Human Rights Watch has warned that Iraq is falling back into authoritarianism and headed towards becoming a police state, despite claims from Washington that the United States has helped establish democracy in the country.
The criticism from the New York-based rights group comes a month after U.S. forces completed their withdrawal from Iraq, handing over security to Iraqi forces nearly nine years after the invasion that ousted dictator Saddam Hussein.
In a statement accompanying its annual report, Human Rights Watch said: "Despite U.S. government assurances that it helped create a stable democracy, the reality is that it left behind a budding police state."
The nongovernmental group said that Iraqi authorities during 2011 cracked down on freedom of expression and assembly by intimidating, beating, and detaining activists, demonstrators, and journalists.
It also noted the discovery of secret prisons -- run by forces controlled by Prime Minister Nuri al-Maliki's office -- where detainees were tortured.

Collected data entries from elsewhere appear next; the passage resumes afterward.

#[cfg(test)]
mod tests {
    use super::*;
    use crate::mapping::ChannelMode;
    use serde_json::json;

    fn sample_hub() -> HubConfig {
        HubConfig {
            id: "living-room".to_string(),
            name: None,
            host: "192.168.1.50".to_string(),
            username: "app-key-abc".to_string(),
            client_key: "00112233445566778899aabbccddeeff".to_string(),
            entertainment_configuration_id: Some(
                "1a8d99cc-967b-44f2-9202-43f976c0fa6b".to_string(),
            ),
            art_net_universe: 0,
            channels: vec![ChannelMapping {
                channel_id: 0,
                dmx_start: 1,
                mode: ChannelMode::EightBit,
            }],
        }
    }

    #[test]
    fn test_uuid_shape() {
        assert!(is_uuid_shaped("1a8d99cc-967b-44f2-9202-43f976c0fa6b"));
        assert!(!is_uuid_shaped("1a8d99cc967b44f2920243f976c0fa6b")); // no hyphens
        assert!(!is_uuid_shaped("not-a-uuid"));
        assert!(!is_uuid_shaped(""));
    }

    #[test]
    fn test_psk_secret_decoding() {
        let mut hub = sample_hub();
        assert_eq!(hub.psk_secret().unwrap().len(), 16);

        hub.client_key = "abc".to_string(); // odd length
        assert!(hub.psk_secret().is_err());

        hub.client_key = String::new();
        assert!(hub.psk_secret().is_err());
    }

    #[test]
    fn test_hub_validation_rejects_overrun_and_duplicates() {
        let mut hub = sample_hub();
        hub.channels.push(ChannelMapping {
            channel_id: 1,
            dmx_start: 511,
            mode: ChannelMode::EightBit,
        });
        assert!(hub.validate().is_err());

        hub.channels[1].dmx_start = 4;
        hub.channels[1].channel_id = 0; // duplicate
        assert!(hub.validate().is_err());

        hub.channels[1].channel_id = 1;
        assert!(hub.validate().is_ok());
    }

    #[test]
    fn test_validate_for_start_requires_all_inputs() {
        let hub = sample_hub();
        assert!(hub.validate_for_start().is_ok());

        let mut missing = sample_hub();
        missing.entertainment_configuration_id = None;
        assert!(missing.validate_for_start().is_err());

        let mut missing = sample_hub();
        missing.channels.clear();
        assert!(missing.validate_for_start().is_err());

        let mut missing = sample_hub();
        missing.client_key = String::new();
        assert!(missing.validate_for_start().is_err());
    }

    #[test]
    fn test_debug_redacts_credentials() {
        let hub = sample_hub();
        let debug = format!("{:?}", hub);
        assert!(debug.contains("***REDACTED***"));
        assert!(!debug.contains("app-key-abc"));
        assert!(!debug.contains("00112233445566778899aabbccddeeff"));
        assert!(debug.contains("192.168.1.50"));
    }

    #[test]
    fn test_load_v3_document() {
        let dir = tempfile::tempdir().unwrap();
        let path = dir.path().join("config.json");
        let doc = json!({
            "version": 3,
            "artnet": {"bindIp": "0.0.0.0"},
            "hubs": [{
                "id": "hub-a",
                "host": "192.168.1.50",
                "username": "u",
                "clientKey": "aabb",
                "entertainmentConfigurationId": "1a8d99cc-967b-44f2-9202-43f976c0fa6b",
                "artNetUniverse": 2,
                "channels": [{"channelId": 0, "dmxStart": 1, "channelMode": "16bit"}]
            }]
        });
        fs::write(&path, doc.to_string()).unwrap();

        let config = BridgeConfig::load(&path).unwrap();
        assert_eq!(config.version, 3);
        assert_eq!(config.hubs.len(), 1);
        assert_eq!(config.hubs[0].art_net_universe, 2);
        assert_eq!(config.hubs[0].channels[0].mode, ChannelMode::SixteenBit);
        assert!(config.validate().is_ok());
    }

    #[test]
    fn test_migrate_v2_document() {
        let dir = tempfile::tempdir().unwrap();
        let path = dir.path().join("config.json");
        let doc = json!({
            "version": 2,
            "artnet": {"bindIp": "127.0.0.1"},
            "hubs": [{
                "id": "hub-a",
                "host": "192.168.1.50",
                "username": "u",
                "clientKey": "aabb",
                "entertainmentRoomId": "1a8d99cc-967b-44f2-9202-43f976c0fa6b",
                "artNetUniverse": 0,
                "channels": [
                    {"lightId": "3", "dmxStart": 1, "channelMode": "8bit"},
                    {"lightId": "bulb-one", "dmxStart": 4, "channelMode": "8bit"}
                ]
            }]
        });
        fs::write(&path, doc.to_string()).unwrap();

        let config = BridgeConfig::load(&path).unwrap();
        assert_eq!(config.version, 3);
        let hub = &config.hubs[0];
        assert_eq!(
            hub.entertainment_configuration_id.as_deref(),
            Some("1a8d99cc-967b-44f2-9202-43f976c0fa6b")
        );
        // Parseable lightId kept, the other entry dropped
        assert_eq!(hub.channels.len(), 1);
        assert_eq!(hub.channels[0].channel_id, 3);

        // Backup written, document rewritten as v3
        assert!(path.with_extension("json.bak").exists());
        let rewritten: Value =
            serde_json::from_str(&fs::read_to_string(&path).unwrap()).unwrap();
        assert_eq!(rewritten["version"], 3);
    }

    #[test]
    fn test_migrate_v2_drops_non_uuid_room_id() {
        let migrated = migrate_v2(json!({
            "version": 2,
            "hubs": [{"id": "h", "host": "x", "username": "u", "clientKey": "aa",
                       "entertainmentRoomId": "7", "artNetUniverse": 0, "channels": []}]
        }));
        let config: BridgeConfig = serde_json::from_value(migrated).unwrap();
        assert!(config.hubs[0].entertainment_configuration_id.is_none());
    }

    #[test]
    fn test_migrate_v1_document() {
        let dir = tempfile::tempdir().unwrap();
        let path = dir.path().join("config.json");
        let doc = json!({
            "host": "192.168.1.50",
            "username": "u",
            "clientKey": "aabb",
            "entertainmentRoomId": "1a8d99cc-967b-44f2-9202-43f976c0fa6b",
            "artNetUniverse": 1,
            "channels": [{"lightId": 0, "dmxStart": 1, "channelMode": "8bit"}]
        });
        fs::write(&path, doc.to_string()).unwrap();

        let config = BridgeConfig::load(&path).unwrap();
        assert_eq!(config.version, 3);
        assert_eq!(config.hubs.len(), 1);
        assert_eq!(config.hubs[0].id, "hub-1");
        assert_eq!(config.hubs[0].art_net_universe, 1);
        assert_eq!(config.hubs[0].channels[0].channel_id, 0);
    }

    #[test]
    fn test_unsupported_version() {
        let dir = tempfile::tempdir().unwrap();
        let path = dir.path().join("config.json");
        fs::write(&path, json!({"version": 9}).to_string()).unwrap();
        assert!(matches!(
            BridgeConfig::load(&path),
            Err(ConfigError::UnsupportedVersion(9))
        ));
    }
}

Meanwhile, security and medical sources say that at least nine people were killed on January 22 in three areas across Iraq.

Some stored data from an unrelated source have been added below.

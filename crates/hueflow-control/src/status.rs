//! Runtime status registry
//!
//! In-memory counters and flags for the receiver and every hub, written by
//! the pipeline components through small event methods and snapshotted on
//! demand. The snapshot is a deep copy, safe to serialize.

use serde::Serialize;
use std::collections::HashMap;
use std::net::SocketAddr;
use std::sync::{Arc, Mutex};
use std::time::{SystemTime, UNIX_EPOCH};

use hueflow_core::{ColorUpdate, Rgb16};

/// Receiver-side counters
#[derive(Debug, Clone, Default, Serialize)]
#[serde(rename_all = "camelCase")]
pub struct ReceiverStatus {
    pub bind_address: Option<String>,
    /// Epoch milliseconds of the last parsed frame
    pub last_frame_at: Option<u64>,
    pub frames_total: u64,
    pub frames_malformed: u64,
    pub frames_by_universe: HashMap<u16, u64>,
}

/// Last color pushed to one entertainment channel
#[derive(Debug, Clone, Default, Serialize)]
#[serde(rename_all = "camelCase")]
pub struct LightStatus {
    pub rgb16: Rgb16,
    pub last_update_at: Option<u64>,
}

/// Per-hub counters and flags
#[derive(Debug, Clone, Default, Serialize)]
#[serde(rename_all = "camelCase")]
pub struct HubStatus {
    pub started: bool,
    pub streaming_enabled: bool,
    pub dtls_connected: bool,
    pub last_dmx_at: Option<u64>,
    pub last_send_at: Option<u64>,
    pub frames_matched: u64,
    pub packets_sent: u64,
    pub packets_dropped: u64,
    pub packets_throttled: u64,
    pub last_error: Option<String>,
    pub lights: HashMap<u8, LightStatus>,
}

/// Aggregated snapshot of the whole process
#[derive(Debug, Clone, Default, Serialize)]
#[serde(rename_all = "camelCase")]
pub struct StatusSnapshot {
    pub receiver: ReceiverStatus,
    pub hubs: HashMap<String, HubStatus>,
}

/// Shared handle to the status registry. Cheap to clone.
#[derive(Clone, Default)]
pub struct StatusRegistry {
    inner: Arc<Mutex<StatusSnapshot>>,
}

fn now_ms() -> u64 {
    SystemTime::now()
        .duration_since(UNIX_EPOCH)
        .map(|d| d.as_millis() as u64)
        .unwrap_or(0)
}

impl StatusRegistry {
    pub fn new() -> Self {
        Self::default()
    }

    fn with<R>(&self, f: impl FnOnce(&mut StatusSnapshot) -> R) -> R {
        let mut inner = self.inner.lock().unwrap_or_else(|e| e.into_inner());
        f(&mut inner)
    }

    fn with_hub<R>(&self, hub: &str, f: impl FnOnce(&mut HubStatus) -> R) -> R {
        self.with(|s| f(s.hubs.entry(hub.to_string()).or_default()))
    }

    /// Deep copy of the current state.
    pub fn snapshot(&self) -> StatusSnapshot {
        self.with(|s| s.clone())
    }

    // Receiver events

    pub fn receiver_bound(&self, addr: SocketAddr) {
        self.with(|s| s.receiver.bind_address = Some(addr.to_string()));
    }

    pub fn record_frame(&self, universe: u16) {
        self.with(|s| {
            s.receiver.frames_total += 1;
            s.receiver.last_frame_at = Some(now_ms());
            *s.receiver.frames_by_universe.entry(universe).or_default() += 1;
        });
    }

    pub fn record_malformed(&self) {
        self.with(|s| s.receiver.frames_malformed += 1);
    }

    // Hub events

    pub fn hub_started(&self, hub: &str) {
        self.with_hub(hub, |h| h.started = true);
    }

    pub fn hub_streaming(&self, hub: &str, enabled: bool) {
        self.with_hub(hub, |h| h.streaming_enabled = enabled);
    }

    pub fn hub_dtls(&self, hub: &str, connected: bool) {
        self.with_hub(hub, |h| h.dtls_connected = connected);
    }

    pub fn record_dmx_match(&self, hub: &str) {
        self.with_hub(hub, |h| {
            h.frames_matched += 1;
            h.last_dmx_at = Some(now_ms());
        });
    }

    pub fn record_sent(&self, hub: &str, updates: &[ColorUpdate]) {
        let now = now_ms();
        self.with_hub(hub, |h| {
            h.packets_sent += 1;
            h.last_send_at = Some(now);
            for update in updates {
                let light = h.lights.entry(update.channel_id).or_default();
                light.rgb16 = update.rgb;
                light.last_update_at = Some(now);
            }
        });
    }

    /// A keepalive resend carries no new colors but is a packet on the wire.
    pub fn record_keepalive(&self, hub: &str) {
        self.with_hub(hub, |h| {
            h.packets_sent += 1;
            h.last_send_at = Some(now_ms());
        });
    }

    pub fn record_throttled(&self, hub: &str) {
        self.with_hub(hub, |h| h.packets_throttled += 1);
    }

    pub fn record_dropped(&self, hub: &str) {
        self.with_hub(hub, |h| h.packets_dropped += 1);
    }

    pub fn record_error(&self, hub: &str, error: &str) {
        self.with_hub(hub, |h| h.last_error = Some(error.to_string()));
    }

    /// Convenience for log lines: (frames received, hubs with a live stream).
    pub fn summary(&self) -> (u64, usize, usize) {
        self.with(|s| {
            let connected = s.hubs.values().filter(|h| h.dtls_connected).count();
            (s.receiver.frames_total, connected, s.hubs.len())
        })
    }
}

#[cfg(test)]
mod tests {
    use super::*;

    #[test]
    fn test_snapshot_is_deep_copy() {
        let registry = StatusRegistry::new();
        registry.record_frame(7);
        let before = registry.snapshot();
        registry.record_frame(7);
        let after = registry.snapshot();

        assert_eq!(before.receiver.frames_total, 1);
        assert_eq!(after.receiver.frames_total, 2);
        assert_eq!(after.receiver.frames_by_universe[&7], 2);
    }

    #[test]
    fn test_send_updates_light_states() {
        let registry = StatusRegistry::new();
        registry.record_sent(
            "hub-a",
            &[ColorUpdate {
                channel_id: 3,
                rgb: [0xFFFF, 0, 0],
            }],
        );
        registry.record_throttled("hub-a");
        registry.record_dropped("hub-a");

        let snap = registry.snapshot();
        let hub = &snap.hubs["hub-a"];
        assert_eq!(hub.packets_sent, 1);
        assert_eq!(hub.packets_throttled, 1);
        assert_eq!(hub.packets_dropped, 1);
        assert_eq!(hub.lights[&3].rgb16, [0xFFFF, 0, 0]);
        assert!(hub.lights[&3].last_update_at.is_some());
    }

    #[test]
    fn test_snapshot_serializes() {
        let registry = StatusRegistry::new();
        registry.hub_started("hub-a");
        registry.record_error("hub-a", "boom");
        let json = serde_json::to_string(&registry.snapshot()).unwrap();
        assert!(json.contains("\"lastError\":\"boom\""));
    }
}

Two police officers and two insurgents were killed in clashes in the town of Baquba, 57 kilometers north-east of the capital Baghdad.

The Iraqi news agency Al-Bughdadia reported that four soldiers were killed in an attack by unknown gunmen at a checkpoint in the western city of Fallujah.

Meanwhile, one person died and three were wounded when a car bomb exploded in the northern city of Mosul, security sources said.